◆ **WORK ITEM**
Write out, word for word, every line in the data below from the one containing "let rc = unsafe" to the one containing "let line = match", both of them included.

◆ **AVAILABLE DATA**
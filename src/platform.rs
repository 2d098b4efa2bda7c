//! OS-facing helpers: thread placement and the direct kernel call.

use crate::rendezvous::CallError;
use crate::topology::CoreId;

/// Pin the calling thread to `core`.
#[cfg(target_os = "linux")]
pub fn pin_current_thread(core: CoreId) -> Result<(), std::io::Error> {
    use std::mem;

    unsafe {
        let mut set: libc::cpu_set_t = mem::zeroed();
        libc::CPU_ZERO(&mut set);
        libc::CPU_SET(core as usize, &mut set);

        if libc::sched_setaffinity(0, mem::size_of::<libc::cpu_set_t>(), &set) != 0 {
            return Err(std::io::Error::last_os_error());
        }
    }
    Ok(())
}

#[cfg(not(target_os = "linux"))]
pub fn pin_current_thread(_core: CoreId) -> Result<(), std::io::Error> {
    Ok(()) // No affinity control on non-Linux
}

/// The cheapest round trip into the kernel; one call is one operation.
#[cfg(target_os = "linux")]
pub fn direct_call() -> Result<(), CallError> {
    let rc = unsafe { libc::syscall(libc::SYS_getpid) };
    if rc < 0 {
        return Err(CallError::Kernel(
            std::io::Error::last_os_error().raw_os_error().unwrap_or(0),
        ));
    }
    Ok(())
}

#[cfg(not(target_os = "linux"))]
pub fn direct_call() -> Result<(), CallError> {
    // process::id() still crosses into the OS on most platforms.
    std::hint::black_box(std::process::id());
    Ok(())
}
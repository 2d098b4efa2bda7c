//! # corebench
//!
//! Micro-benchmark harness measuring round-trip latency of a synchronous
//! rendezvous call ("call"/"reply") on one or many processor cores
//! simultaneously.
//!
//! ## Architecture
//!
//! - [`topology`]: bitmap-window core enumeration behind a scheduler trait
//! - [`clock`]: pluggable counter backends, selected per build
//! - [`gate`]: spin-wait start and completion gates
//! - [`rendezvous`]: the synchronous endpoint primitive
//! - [`worker`]: caller timed loop and responder reply loop
//! - [`harness`]: per-core pair spawning, release, join and teardown
//! - [`report`]: stdout metric lines and JSON output
//!
//! ## Methodology
//!
//! Every worker is an OS thread pinned 1:1 to its core; pinned threads
//! never migrate. All waiting on the hot path is either a blocking
//! rendezvous or a deliberate busy-spin, so scheduler wake-up latency
//! never sits inside a measured interval. No timeouts anywhere: a hung
//! partner hangs the run, which is acceptable in a controlled benchmark
//! environment.

pub mod clock;
pub mod error;
pub mod gate;
pub mod harness;
pub mod platform;
pub mod rendezvous;
pub mod report;
pub mod topology;
pub mod worker;

pub use clock::{diff, Clock, DefaultClock, Reading, WallClock};
pub use error::Error;
pub use gate::{CompletionGate, StartGate};
pub use harness::{run, run_on, HarnessConfig, Workload};
pub use topology::{core_set, count, enumerate, CoreId, CpuMap, OsSched};
pub use worker::{CoreReport, SlotDelta};

/// Rounds each caller issues back-to-back in its timed loop.
pub const NUM_ROUNDS: u64 = 300_000;
use colored::Colorize;
use std::io::Write;
use tcflow_cloud::{ActionType, ApplyResult, Plan};

/// Print a plan, one line per action
pub fn print_plan(plan: &Plan) {
    for action in &plan.actions {
        let line = match action.action_type {
            ActionType::Create => format!("  + {}", action.address).green(),
            ActionType::Update => format!("  ~ {}", action.address).yellow(),
            ActionType::Replace => format!("-/+ {}", action.address).magenta(),
            ActionType::Delete => format!("  - {}", action.address).red(),
            ActionType::NoOp => format!("    {}", action.address).dimmed(),
        };
        match &action.remote_id {
            Some(id) => println!("{} {}", line, format!("({})", id).dimmed()),
            None => println!("{}", line),
        }

        for key in ["changed", "force_new"] {
            if let Some(fields) = action.details.get(key).and_then(|v| v.as_array()) {
                let names: Vec<&str> = fields.iter().filter_map(|f| f.as_str()).collect();
                let label = if key == "force_new" {
                    "forces replacement"
                } else {
                    "changed"
                };
                println!("      {}: {}", label, names.join(", ").cyan());
            }
        }
        if action.details.contains_key("tainted") {
            println!("      {}", "tainted by a previous failed create".dimmed());
        }
    }
    println!();
    println!("Plan: {}", plan.summary());
}

/// Whether the plan would change anything
pub fn has_changes(plan: &Plan) -> bool {
    plan.actions
        .iter()
        .any(|a| a.action_type != ActionType::NoOp)
}

/// Ask for a y/N answer on stdin
pub fn confirm(prompt: &str) -> anyhow::Result<bool> {
    print!("{} [y/N]: ", prompt);
    std::io::stdout().flush()?;

    let mut input = String::new();
    std::io::stdin().read_line(&mut input)?;
    Ok(input.trim().eq_ignore_ascii_case("y"))
}

/// Print the outcome of an apply and fail if any action failed
pub fn report(result: &ApplyResult) -> anyhow::Result<()> {
    println!();
    for ok in &result.succeeded {
        println!("  {} {}", "✓".green(), ok.message);
    }
    for failed in &result.failed {
        println!(
            "  {} {}: {}",
            "✗".red(),
            failed.action_id,
            failed.error.as_deref().unwrap_or("unknown error")
        );
    }
    println!();

    if result.is_success() {
        println!(
            "{}",
            format!(
                "✓ {} action(s) completed in {}ms",
                result.succeeded.len(),
                result.duration_ms
            )
            .green()
            .bold()
        );
        Ok(())
    } else {
        anyhow::bail!(
            "{} of {} action(s) failed",
            result.failed.len(),
            result.failed.len() + result.succeeded.len()
        )
    }
}
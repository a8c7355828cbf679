//! In-memory resource used by the unit tests

use crate::error::{CloudError, Result};
use crate::id::ResourceId;
use crate::resource::{AttributesExt, DataResult, DataSource, Resource, ids_hash};
use crate::retry::Context;
use crate::schema::{Attributes, Diff, Field, Schema};
use async_trait::async_trait;
use serde_json::json;
use std::collections::HashMap;
use std::sync::Mutex;
use std::sync::atomic::{AtomicUsize, Ordering};
use std::sync::Arc;

pub const MEMORY_TYPE: &str = "memory_thing";

/// Resource backed by a map; IDs are `<name>#mem-<n>`
pub struct MemoryResource {
    schema: Schema,
    store: Arc<Mutex<HashMap<String, Attributes>>>,
    next_id: AtomicUsize,
    calls: AtomicUsize,
    invisible_reads: AtomicUsize,
}

impl MemoryResource {
    pub fn new() -> Self {
        let schema = Schema::new("In-memory test resource")
            .field(Field::string("name").required().force_new())
            .field(Field::string("remark").optional())
            .field(Field::int("size").optional().default_value(json!(10)))
            .field(Field::string("token").optional().sensitive())
            .field(Field::string("arn").computed());

        Self {
            schema,
            store: Arc::new(Mutex::new(HashMap::new())),
            next_id: AtomicUsize::new(1),
            calls: AtomicUsize::new(0),
            invisible_reads: AtomicUsize::new(0),
        }
    }

    /// Reads return absent this many times after a create
    pub fn with_invisible_reads(self, count: usize) -> Self {
        self.invisible_reads.store(count, Ordering::SeqCst);
        self
    }

    pub fn remote_calls(&self) -> usize {
        self.calls.load(Ordering::SeqCst)
    }

    /// Remove an entity behind the engine's back
    pub fn forget(&self, id: &str) {
        self.store.lock().unwrap().remove(id);
    }

    pub fn store(&self) -> Arc<Mutex<HashMap<String, Attributes>>> {
        self.store.clone()
    }
}

#[async_trait]
impl Resource for MemoryResource {
    fn type_name(&self) -> &'static str {
        MEMORY_TYPE
    }

    fn schema(&self) -> &Schema {
        &self.schema
    }

    fn id_segments(&self) -> usize {
        2
    }

    async fn create(&self, _ctx: &Context, config: &Attributes) -> Result<ResourceId> {
        self.calls.fetch_add(1, Ordering::SeqCst);
        let n = self.next_id.fetch_add(1, Ordering::SeqCst);
        let name = config.get_str("name").unwrap_or_default().to_string();
        let id = ResourceId::compose([name, format!("mem-{}", n)])?;

        let mut remote = config.clone();
        remote.remove("token");
        remote.insert("arn".into(), json!(format!("arn:mem:{}", n)));
        self.store.lock().unwrap().insert(id.to_string(), remote);
        Ok(id)
    }

    async fn read(&self, _ctx: &Context, id: &ResourceId) -> Result<Option<Attributes>> {
        self.calls.fetch_add(1, Ordering::SeqCst);
        let hidden = self
            .invisible_reads
            .fetch_update(Ordering::SeqCst, Ordering::SeqCst, |n| n.checked_sub(1))
            .is_ok();
        if hidden {
            return Ok(None);
        }
        Ok(self.store.lock().unwrap().get(&id.to_string()).cloned())
    }

    async fn update(
        &self,
        _ctx: &Context,
        id: &ResourceId,
        config: &Attributes,
        diff: &Diff,
    ) -> Result<()> {
        self.calls.fetch_add(1, Ordering::SeqCst);
        let mut store = self.store.lock().unwrap();
        let remote = store
            .get_mut(&id.to_string())
            .ok_or_else(|| CloudError::ResourceNotFound(id.to_string()))?;
        for field in &diff.in_place {
            if field == "token" {
                continue;
            }
            match config.get(field) {
                Some(value) => remote.insert(field.clone(), value.clone()),
                None => remote.remove(field),
            };
        }
        Ok(())
    }

    async fn delete(&self, _ctx: &Context, id: &ResourceId) -> Result<()> {
        self.calls.fetch_add(1, Ordering::SeqCst);
        self.store
            .lock()
            .unwrap()
            .remove(&id.to_string())
            .map(|_| ())
            .ok_or_else(|| CloudError::ResourceNotFound(id.to_string()))
    }
}

/// Data source listing the names stored in a [`MemoryResource`]
pub struct MemoryNames {
    schema: Schema,
    store: Arc<Mutex<HashMap<String, Attributes>>>,
}

impl MemoryNames {
    pub fn new(resource: &MemoryResource) -> Self {
        Self {
            schema: Schema::new("Names of in-memory things")
                .field(Field::string("prefix").optional())
                .field(Field::string_list("names").computed()),
            store: resource.store(),
        }
    }
}

#[async_trait]
impl DataSource for MemoryNames {
    fn type_name(&self) -> &'static str {
        "memory_names"
    }

    fn schema(&self) -> &Schema {
        &self.schema
    }

    async fn read(&self, _ctx: &Context, args: &Attributes) -> Result<DataResult> {
        let prefix = args.get_str("prefix").unwrap_or_default();
        let mut names: Vec<String> = self
            .store
            .lock()
            .unwrap()
            .values()
            .filter_map(|a| a.get_str("name").map(str::to_string))
            .filter(|n| n.starts_with(prefix))
            .collect();
        names.sort();

        let mut attributes = args.clone();
        attributes.insert("names".into(), json!(names));
        Ok(DataResult {
            id: ids_hash(&names),
            attributes,
        })
    }
}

◆ **WRITTEN SOLUTION**
    let rc = unsafe { libc::syscall(libc::SYS_getpid) };
    if rc < 0 {
        return Err(CallError::Kernel(
            std::io::Error::last_os_error().raw_os_error().unwrap_or(0),
        ));
    }
    Ok(())
}

#[cfg(not(target_os = "linux"))]
pub fn direct_call() -> Result<(), CallError> {
    // process::id() still crosses into the OS on most platforms.
    std::hint::black_box(std::process::id());
    Ok(())
}
repository 2d098b4efa2bda7c
//! # corebench
//!
//! Micro-benchmark harness measuring round-trip latency of a synchronous
//! rendezvous call ("call"/"reply") on one or many processor cores
//! simultaneously.
//!
//! ## Architecture
//!
//! - [`topology`]: bitmap-window core enumeration behind a scheduler trait
//! - [`clock`]: pluggable counter backends, selected per build
//! - [`gate`]: spin-wait start and completion gates
//! - [`rendezvous`]: the synchronous endpoint primitive
//! - [`worker`]: caller timed loop and responder reply loop
//! - [`harness`]: per-core pair spawning, release, join and teardown
//! - [`report`]: stdout metric lines and JSON output
//!
//! ## Methodology
//!
//! Every worker is an OS thread pinned 1:1 to its core; pinned threads
//! never migrate. All waiting on the hot path is either a blocking
//! rendezvous or a deliberate busy-spin, so scheduler wake-up latency
//! never sits inside a measured interval. No timeouts anywhere: a hung
//! partner hangs the run, which is acceptable in a controlled benchmark
//! environment.

pub mod clock;
pub mod error;
pub mod gate;
pub mod harness;
pub mod platform;
pub mod rendezvous;
pub mod report;
pub mod topology;
pub mod worker;

pub use clock::{diff, Clock, DefaultClock, Reading, WallClock};
pub use error::Error;
pub use gate::{CompletionGate, StartGate};
pub use harness::{run, run_on, HarnessConfig, Workload};
pub use topology::{core_set, count, enumerate, CoreId, CpuMap, OsSched};
pub use worker::{CoreReport, SlotDelta};

/// Rounds each caller issues back-to-back in its timed loop.
pub const NUM_ROUNDS: u64 = 300_000;
use colored::Colorize;
use std::io::Write;
use tcflow_cloud::{ActionType, ApplyResult, Plan};

/// Print a plan, one line per action
pub fn print_plan(plan: &Plan) {
    for action in &plan.actions {
        let line = match action.action_type {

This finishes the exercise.